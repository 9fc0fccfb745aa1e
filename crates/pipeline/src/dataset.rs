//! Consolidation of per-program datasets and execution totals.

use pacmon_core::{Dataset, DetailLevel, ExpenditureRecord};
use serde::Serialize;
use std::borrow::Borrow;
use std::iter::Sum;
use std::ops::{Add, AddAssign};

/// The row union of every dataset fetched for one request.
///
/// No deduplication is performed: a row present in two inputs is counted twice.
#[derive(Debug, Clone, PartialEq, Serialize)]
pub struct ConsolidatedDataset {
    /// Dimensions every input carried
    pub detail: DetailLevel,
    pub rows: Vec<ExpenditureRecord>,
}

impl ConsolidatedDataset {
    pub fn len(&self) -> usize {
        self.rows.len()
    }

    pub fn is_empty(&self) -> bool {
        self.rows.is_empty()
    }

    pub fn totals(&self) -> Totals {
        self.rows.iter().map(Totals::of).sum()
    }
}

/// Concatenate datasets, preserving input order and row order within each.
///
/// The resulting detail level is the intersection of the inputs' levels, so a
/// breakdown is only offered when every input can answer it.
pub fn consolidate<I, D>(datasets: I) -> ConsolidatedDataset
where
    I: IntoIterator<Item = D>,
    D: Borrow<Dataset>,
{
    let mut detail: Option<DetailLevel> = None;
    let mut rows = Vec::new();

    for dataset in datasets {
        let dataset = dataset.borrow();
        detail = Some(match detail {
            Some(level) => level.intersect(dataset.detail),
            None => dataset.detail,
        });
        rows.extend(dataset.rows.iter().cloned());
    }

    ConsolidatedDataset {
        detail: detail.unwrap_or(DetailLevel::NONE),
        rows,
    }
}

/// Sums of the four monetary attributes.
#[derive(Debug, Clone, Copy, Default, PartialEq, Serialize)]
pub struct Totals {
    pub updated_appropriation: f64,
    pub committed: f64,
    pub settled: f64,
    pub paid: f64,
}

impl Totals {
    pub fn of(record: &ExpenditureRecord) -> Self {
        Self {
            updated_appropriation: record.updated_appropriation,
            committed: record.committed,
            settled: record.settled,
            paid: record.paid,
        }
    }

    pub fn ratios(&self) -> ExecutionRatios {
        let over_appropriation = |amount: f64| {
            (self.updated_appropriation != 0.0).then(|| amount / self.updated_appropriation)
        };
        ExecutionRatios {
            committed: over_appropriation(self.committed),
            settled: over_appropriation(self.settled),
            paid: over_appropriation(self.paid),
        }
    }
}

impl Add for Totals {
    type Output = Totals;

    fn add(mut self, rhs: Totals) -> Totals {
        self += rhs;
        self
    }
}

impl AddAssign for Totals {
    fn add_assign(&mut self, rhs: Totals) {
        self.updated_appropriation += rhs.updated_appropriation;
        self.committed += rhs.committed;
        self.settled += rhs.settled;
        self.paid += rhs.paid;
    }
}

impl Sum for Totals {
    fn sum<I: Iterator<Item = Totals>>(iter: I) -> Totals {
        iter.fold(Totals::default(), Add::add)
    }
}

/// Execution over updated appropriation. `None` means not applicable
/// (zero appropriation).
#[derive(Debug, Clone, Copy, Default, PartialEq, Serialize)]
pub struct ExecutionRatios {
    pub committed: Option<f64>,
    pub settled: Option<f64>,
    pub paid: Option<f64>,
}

★ ★ ★ ★ ★ ★ ★

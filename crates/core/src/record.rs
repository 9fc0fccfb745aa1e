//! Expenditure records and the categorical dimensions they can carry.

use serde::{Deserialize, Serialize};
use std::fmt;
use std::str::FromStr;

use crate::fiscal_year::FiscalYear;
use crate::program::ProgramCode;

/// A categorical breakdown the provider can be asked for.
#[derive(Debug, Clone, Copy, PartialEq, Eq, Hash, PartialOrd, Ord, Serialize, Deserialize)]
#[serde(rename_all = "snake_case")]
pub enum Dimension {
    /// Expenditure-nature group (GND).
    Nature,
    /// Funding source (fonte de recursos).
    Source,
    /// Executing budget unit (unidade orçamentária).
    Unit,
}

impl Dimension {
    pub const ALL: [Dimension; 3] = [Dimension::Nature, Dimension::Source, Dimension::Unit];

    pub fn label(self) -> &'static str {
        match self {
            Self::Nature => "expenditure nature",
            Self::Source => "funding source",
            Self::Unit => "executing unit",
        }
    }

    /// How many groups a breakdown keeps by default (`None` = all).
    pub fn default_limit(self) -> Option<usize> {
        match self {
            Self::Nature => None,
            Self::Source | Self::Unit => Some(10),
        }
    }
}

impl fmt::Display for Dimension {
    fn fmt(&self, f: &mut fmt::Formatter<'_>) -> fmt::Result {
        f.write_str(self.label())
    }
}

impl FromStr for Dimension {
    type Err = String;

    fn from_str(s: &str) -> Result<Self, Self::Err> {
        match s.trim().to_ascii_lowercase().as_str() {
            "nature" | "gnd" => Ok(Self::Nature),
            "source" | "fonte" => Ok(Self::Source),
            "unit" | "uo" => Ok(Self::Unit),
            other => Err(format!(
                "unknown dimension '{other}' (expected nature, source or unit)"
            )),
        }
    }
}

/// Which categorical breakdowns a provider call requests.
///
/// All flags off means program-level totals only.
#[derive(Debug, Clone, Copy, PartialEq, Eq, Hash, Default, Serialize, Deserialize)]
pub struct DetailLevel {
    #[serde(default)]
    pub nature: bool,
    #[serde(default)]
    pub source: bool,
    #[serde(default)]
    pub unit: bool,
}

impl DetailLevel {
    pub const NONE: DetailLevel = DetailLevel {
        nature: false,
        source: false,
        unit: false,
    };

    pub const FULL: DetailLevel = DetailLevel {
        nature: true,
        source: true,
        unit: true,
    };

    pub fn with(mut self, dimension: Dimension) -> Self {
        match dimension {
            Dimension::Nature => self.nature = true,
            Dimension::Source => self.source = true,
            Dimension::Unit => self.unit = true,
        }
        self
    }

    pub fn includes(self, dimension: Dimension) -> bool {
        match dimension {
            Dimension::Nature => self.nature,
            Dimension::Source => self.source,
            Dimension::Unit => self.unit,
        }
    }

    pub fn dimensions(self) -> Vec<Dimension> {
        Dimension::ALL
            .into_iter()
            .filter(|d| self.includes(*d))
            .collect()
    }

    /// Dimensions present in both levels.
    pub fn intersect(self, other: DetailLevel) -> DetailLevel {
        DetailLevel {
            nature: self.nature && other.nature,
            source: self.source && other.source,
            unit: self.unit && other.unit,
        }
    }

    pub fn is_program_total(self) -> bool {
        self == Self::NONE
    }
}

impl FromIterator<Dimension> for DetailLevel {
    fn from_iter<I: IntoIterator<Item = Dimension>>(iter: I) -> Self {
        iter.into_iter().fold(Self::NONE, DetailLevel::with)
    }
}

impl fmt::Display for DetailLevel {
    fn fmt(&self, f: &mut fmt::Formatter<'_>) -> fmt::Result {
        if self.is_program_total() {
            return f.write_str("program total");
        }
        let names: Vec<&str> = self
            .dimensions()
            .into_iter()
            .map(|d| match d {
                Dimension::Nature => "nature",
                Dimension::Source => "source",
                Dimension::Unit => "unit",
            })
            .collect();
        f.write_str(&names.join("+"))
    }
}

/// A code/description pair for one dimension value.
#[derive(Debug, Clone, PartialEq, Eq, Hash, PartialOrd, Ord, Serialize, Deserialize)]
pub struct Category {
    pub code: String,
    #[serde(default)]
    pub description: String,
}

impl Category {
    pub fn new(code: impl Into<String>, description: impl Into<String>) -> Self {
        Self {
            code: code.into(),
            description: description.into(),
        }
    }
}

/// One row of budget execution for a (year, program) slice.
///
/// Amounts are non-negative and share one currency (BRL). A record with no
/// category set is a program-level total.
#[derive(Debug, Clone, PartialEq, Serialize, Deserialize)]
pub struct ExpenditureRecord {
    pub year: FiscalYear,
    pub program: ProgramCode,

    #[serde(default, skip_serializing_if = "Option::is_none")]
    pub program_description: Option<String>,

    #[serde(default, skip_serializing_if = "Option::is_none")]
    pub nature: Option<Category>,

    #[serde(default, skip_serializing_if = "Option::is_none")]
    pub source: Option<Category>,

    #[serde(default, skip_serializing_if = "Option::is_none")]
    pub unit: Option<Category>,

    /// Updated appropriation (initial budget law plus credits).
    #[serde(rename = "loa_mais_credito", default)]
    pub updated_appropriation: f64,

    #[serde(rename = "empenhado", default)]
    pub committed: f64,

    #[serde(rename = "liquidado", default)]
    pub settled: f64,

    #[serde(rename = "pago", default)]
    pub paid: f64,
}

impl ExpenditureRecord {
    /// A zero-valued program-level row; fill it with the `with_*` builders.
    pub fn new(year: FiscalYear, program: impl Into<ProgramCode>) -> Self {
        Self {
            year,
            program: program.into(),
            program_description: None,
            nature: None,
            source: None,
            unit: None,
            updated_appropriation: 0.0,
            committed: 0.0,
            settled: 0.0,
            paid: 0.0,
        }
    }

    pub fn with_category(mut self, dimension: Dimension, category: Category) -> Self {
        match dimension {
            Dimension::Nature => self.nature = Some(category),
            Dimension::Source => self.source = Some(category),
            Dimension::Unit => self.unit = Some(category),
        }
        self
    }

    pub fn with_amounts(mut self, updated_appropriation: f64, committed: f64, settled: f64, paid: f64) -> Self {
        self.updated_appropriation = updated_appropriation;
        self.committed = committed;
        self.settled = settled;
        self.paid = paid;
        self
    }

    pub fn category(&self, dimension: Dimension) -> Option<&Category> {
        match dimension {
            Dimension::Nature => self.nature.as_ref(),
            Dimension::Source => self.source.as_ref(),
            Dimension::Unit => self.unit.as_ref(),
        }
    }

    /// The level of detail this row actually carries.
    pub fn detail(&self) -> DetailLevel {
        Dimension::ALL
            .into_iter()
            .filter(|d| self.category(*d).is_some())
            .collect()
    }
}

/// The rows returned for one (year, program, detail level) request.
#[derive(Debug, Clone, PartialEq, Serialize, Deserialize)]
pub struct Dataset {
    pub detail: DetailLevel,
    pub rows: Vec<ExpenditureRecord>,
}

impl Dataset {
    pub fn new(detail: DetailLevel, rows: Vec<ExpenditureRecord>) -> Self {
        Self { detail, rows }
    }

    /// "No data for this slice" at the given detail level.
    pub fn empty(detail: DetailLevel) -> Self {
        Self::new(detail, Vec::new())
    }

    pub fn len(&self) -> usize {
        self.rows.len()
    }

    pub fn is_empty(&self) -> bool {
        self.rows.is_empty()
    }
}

★ ★ ★ ★ ★ ★ ★

* Problem to solve: Scan the material above for lines that contain the string "ExpenditureRecord", and copy each such line.

* Reply:
use pacmon_core::{Dataset, DetailLevel, ExpenditureRecord};
    pub rows: Vec<ExpenditureRecord>,
    pub fn of(record: &ExpenditureRecord) -> Self {
pub struct ExpenditureRecord {
impl ExpenditureRecord {
    pub rows: Vec<ExpenditureRecord>,
    pub fn new(detail: DetailLevel, rows: Vec<ExpenditureRecord>) -> Self {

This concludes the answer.